◆ Exercise description:
The word "half" marks the lines you need; copy each of them from the data.

-- Source data follows --

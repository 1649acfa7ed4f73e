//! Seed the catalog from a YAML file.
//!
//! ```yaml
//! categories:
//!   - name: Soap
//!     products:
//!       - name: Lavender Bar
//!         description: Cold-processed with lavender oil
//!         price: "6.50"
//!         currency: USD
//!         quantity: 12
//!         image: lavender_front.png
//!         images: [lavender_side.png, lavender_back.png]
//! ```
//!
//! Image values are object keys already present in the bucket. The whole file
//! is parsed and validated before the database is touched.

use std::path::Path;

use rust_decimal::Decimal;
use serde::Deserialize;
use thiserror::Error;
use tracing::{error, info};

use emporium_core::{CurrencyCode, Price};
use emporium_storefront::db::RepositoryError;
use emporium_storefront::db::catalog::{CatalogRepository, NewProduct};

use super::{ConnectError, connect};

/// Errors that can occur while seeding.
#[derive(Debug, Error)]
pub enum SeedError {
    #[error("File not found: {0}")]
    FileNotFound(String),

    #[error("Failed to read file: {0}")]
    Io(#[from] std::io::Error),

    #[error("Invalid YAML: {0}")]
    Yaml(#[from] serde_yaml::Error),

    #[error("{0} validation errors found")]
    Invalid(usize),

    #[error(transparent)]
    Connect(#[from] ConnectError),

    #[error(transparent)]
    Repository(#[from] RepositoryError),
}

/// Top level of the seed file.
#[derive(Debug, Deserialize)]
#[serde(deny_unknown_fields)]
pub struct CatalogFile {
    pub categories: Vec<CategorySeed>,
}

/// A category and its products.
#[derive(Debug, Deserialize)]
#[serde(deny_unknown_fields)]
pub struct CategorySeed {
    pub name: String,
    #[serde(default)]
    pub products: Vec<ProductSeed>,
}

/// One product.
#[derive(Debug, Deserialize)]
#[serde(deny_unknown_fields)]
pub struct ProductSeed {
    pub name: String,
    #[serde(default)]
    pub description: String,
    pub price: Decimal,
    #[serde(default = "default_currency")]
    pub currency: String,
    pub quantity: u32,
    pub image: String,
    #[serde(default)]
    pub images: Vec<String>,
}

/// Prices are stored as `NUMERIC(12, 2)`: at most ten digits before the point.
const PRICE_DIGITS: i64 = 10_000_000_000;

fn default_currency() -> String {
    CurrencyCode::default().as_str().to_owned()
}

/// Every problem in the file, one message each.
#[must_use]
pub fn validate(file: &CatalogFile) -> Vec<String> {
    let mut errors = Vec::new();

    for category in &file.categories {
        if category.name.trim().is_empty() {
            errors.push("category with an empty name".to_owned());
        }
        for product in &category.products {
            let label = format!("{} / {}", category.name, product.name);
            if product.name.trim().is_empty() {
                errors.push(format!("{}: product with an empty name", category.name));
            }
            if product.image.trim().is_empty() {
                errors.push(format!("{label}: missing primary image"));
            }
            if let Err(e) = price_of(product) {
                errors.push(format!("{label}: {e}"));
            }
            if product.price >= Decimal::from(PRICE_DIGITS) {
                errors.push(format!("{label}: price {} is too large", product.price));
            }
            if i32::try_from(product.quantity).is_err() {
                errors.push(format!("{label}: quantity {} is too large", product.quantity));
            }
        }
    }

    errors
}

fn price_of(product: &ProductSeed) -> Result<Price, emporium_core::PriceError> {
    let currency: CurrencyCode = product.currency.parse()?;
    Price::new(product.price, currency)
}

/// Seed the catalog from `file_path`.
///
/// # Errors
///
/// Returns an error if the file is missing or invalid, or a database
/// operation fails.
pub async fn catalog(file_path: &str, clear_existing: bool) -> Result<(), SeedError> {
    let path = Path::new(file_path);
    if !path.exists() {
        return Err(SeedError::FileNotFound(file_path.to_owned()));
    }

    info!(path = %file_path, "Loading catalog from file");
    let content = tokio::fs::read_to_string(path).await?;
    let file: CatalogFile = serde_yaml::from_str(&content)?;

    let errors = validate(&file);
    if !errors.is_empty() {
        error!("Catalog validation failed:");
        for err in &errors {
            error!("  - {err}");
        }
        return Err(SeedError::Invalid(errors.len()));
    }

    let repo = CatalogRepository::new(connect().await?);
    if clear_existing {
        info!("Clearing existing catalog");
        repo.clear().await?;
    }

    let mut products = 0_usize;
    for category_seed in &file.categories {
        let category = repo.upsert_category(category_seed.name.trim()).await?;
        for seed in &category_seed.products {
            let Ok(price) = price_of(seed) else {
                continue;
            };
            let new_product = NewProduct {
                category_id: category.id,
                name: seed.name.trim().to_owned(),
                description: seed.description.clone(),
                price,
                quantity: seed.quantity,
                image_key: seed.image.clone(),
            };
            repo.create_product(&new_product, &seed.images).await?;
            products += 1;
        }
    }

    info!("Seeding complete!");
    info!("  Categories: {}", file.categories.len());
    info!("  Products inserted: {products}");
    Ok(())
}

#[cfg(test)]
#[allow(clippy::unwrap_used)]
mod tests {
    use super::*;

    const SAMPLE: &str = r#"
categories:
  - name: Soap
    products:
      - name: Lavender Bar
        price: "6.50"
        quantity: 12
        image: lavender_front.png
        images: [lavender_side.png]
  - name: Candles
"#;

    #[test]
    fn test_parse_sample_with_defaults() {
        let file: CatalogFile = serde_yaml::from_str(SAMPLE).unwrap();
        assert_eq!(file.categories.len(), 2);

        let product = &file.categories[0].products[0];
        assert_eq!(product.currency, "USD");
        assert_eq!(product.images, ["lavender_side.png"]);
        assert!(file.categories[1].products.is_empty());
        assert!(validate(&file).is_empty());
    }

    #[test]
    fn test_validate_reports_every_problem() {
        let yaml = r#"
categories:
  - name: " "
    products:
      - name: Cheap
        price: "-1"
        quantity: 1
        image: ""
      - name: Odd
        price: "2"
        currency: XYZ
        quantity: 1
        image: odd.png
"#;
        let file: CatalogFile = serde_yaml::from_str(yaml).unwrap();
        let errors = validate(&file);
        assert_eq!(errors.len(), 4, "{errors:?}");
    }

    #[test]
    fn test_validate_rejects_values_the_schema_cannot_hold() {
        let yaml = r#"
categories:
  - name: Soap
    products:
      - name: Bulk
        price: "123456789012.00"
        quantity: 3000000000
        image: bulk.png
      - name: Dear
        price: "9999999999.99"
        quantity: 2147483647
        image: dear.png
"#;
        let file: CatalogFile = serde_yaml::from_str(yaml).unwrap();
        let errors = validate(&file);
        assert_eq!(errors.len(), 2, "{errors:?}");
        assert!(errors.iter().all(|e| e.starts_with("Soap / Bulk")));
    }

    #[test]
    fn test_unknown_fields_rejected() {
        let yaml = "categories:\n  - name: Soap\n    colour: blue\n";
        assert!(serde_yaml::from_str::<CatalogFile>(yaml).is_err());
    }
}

-- Source data concluded --
-- Source data follows --

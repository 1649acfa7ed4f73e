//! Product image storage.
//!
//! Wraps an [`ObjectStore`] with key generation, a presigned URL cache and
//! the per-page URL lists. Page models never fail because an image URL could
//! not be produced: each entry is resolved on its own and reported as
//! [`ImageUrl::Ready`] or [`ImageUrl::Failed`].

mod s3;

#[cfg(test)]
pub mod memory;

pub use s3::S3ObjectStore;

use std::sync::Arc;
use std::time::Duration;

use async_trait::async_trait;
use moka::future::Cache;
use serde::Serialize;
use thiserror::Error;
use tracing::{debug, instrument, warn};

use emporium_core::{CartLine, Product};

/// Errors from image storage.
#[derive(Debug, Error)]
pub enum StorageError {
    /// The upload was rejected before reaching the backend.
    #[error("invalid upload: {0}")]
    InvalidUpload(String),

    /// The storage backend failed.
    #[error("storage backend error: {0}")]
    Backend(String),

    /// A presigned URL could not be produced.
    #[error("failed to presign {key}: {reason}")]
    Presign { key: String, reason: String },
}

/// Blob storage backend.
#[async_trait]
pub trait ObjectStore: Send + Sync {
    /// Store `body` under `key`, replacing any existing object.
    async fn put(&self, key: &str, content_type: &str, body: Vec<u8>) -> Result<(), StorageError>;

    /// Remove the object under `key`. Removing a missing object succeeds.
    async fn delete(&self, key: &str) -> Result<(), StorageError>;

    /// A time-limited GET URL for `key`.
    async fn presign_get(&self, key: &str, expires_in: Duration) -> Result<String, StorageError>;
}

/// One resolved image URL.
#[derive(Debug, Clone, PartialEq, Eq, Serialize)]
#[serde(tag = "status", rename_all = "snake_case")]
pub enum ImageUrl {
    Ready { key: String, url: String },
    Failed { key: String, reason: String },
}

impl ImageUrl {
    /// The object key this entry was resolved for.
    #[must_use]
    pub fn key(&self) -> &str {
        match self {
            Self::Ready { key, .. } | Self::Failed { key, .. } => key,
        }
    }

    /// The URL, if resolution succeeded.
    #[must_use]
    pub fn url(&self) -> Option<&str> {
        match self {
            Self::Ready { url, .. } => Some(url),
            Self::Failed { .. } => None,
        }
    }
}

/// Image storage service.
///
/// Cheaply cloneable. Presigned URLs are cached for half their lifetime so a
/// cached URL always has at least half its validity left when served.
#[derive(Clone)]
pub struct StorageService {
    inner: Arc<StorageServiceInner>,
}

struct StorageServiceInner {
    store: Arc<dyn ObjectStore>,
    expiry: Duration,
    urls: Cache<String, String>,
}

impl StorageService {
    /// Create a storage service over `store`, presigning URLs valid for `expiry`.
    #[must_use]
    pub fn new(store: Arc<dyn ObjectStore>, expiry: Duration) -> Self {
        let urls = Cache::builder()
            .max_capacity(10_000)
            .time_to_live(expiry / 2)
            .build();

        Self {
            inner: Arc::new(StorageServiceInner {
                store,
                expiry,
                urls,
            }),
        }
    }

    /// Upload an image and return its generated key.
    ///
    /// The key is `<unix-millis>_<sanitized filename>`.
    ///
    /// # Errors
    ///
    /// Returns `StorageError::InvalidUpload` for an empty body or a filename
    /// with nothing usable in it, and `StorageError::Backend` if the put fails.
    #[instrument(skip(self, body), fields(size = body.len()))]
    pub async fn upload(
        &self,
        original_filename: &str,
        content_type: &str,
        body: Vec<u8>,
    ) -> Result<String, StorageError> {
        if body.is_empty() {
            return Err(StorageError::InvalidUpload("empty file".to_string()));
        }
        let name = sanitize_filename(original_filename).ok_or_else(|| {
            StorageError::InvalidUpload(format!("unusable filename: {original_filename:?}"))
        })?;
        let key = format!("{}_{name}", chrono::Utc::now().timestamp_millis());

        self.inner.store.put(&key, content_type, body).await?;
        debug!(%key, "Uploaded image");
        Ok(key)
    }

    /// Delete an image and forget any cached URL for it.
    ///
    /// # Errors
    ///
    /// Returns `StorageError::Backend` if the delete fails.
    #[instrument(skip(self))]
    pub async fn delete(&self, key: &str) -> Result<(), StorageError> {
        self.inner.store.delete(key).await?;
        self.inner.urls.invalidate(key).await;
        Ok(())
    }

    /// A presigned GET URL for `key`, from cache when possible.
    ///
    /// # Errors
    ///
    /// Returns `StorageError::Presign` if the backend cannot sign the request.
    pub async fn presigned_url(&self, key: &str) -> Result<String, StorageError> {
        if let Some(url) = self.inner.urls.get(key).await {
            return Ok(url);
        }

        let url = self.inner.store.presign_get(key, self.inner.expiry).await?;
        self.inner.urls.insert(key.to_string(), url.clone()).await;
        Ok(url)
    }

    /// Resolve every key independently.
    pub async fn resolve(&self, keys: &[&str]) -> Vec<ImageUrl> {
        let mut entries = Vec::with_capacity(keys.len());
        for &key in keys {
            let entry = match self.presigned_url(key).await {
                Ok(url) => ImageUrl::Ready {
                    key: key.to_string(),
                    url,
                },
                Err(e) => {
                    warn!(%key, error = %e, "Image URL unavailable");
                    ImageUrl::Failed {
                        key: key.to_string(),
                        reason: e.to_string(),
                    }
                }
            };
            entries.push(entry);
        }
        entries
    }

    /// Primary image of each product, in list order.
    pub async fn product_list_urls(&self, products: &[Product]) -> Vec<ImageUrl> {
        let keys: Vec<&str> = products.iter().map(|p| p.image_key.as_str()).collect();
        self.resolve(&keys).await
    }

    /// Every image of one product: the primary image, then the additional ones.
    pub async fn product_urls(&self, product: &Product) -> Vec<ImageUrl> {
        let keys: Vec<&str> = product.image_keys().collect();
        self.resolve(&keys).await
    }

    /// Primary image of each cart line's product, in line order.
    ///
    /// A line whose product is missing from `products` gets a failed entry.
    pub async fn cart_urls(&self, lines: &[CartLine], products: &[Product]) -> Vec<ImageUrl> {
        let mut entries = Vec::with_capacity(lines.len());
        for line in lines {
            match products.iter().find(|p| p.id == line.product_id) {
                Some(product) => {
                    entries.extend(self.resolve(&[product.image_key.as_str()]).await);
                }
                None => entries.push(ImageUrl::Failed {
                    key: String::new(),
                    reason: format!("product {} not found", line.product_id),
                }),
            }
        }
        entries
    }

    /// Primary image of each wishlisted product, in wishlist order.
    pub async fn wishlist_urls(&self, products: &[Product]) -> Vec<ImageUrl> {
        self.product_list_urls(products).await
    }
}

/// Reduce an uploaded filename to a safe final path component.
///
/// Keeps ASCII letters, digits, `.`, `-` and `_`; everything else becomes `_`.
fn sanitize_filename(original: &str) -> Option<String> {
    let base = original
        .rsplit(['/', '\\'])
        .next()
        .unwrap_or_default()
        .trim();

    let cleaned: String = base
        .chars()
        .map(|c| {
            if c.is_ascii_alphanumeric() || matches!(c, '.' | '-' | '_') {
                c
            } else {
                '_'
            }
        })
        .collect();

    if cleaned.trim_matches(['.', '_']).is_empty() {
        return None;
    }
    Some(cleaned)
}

-- Source data concluded --

◆ Answer section:
/// Cheaply cloneable. Presigned URLs are cached for half their lifetime so a
/// cached URL always has at least half its validity left when served.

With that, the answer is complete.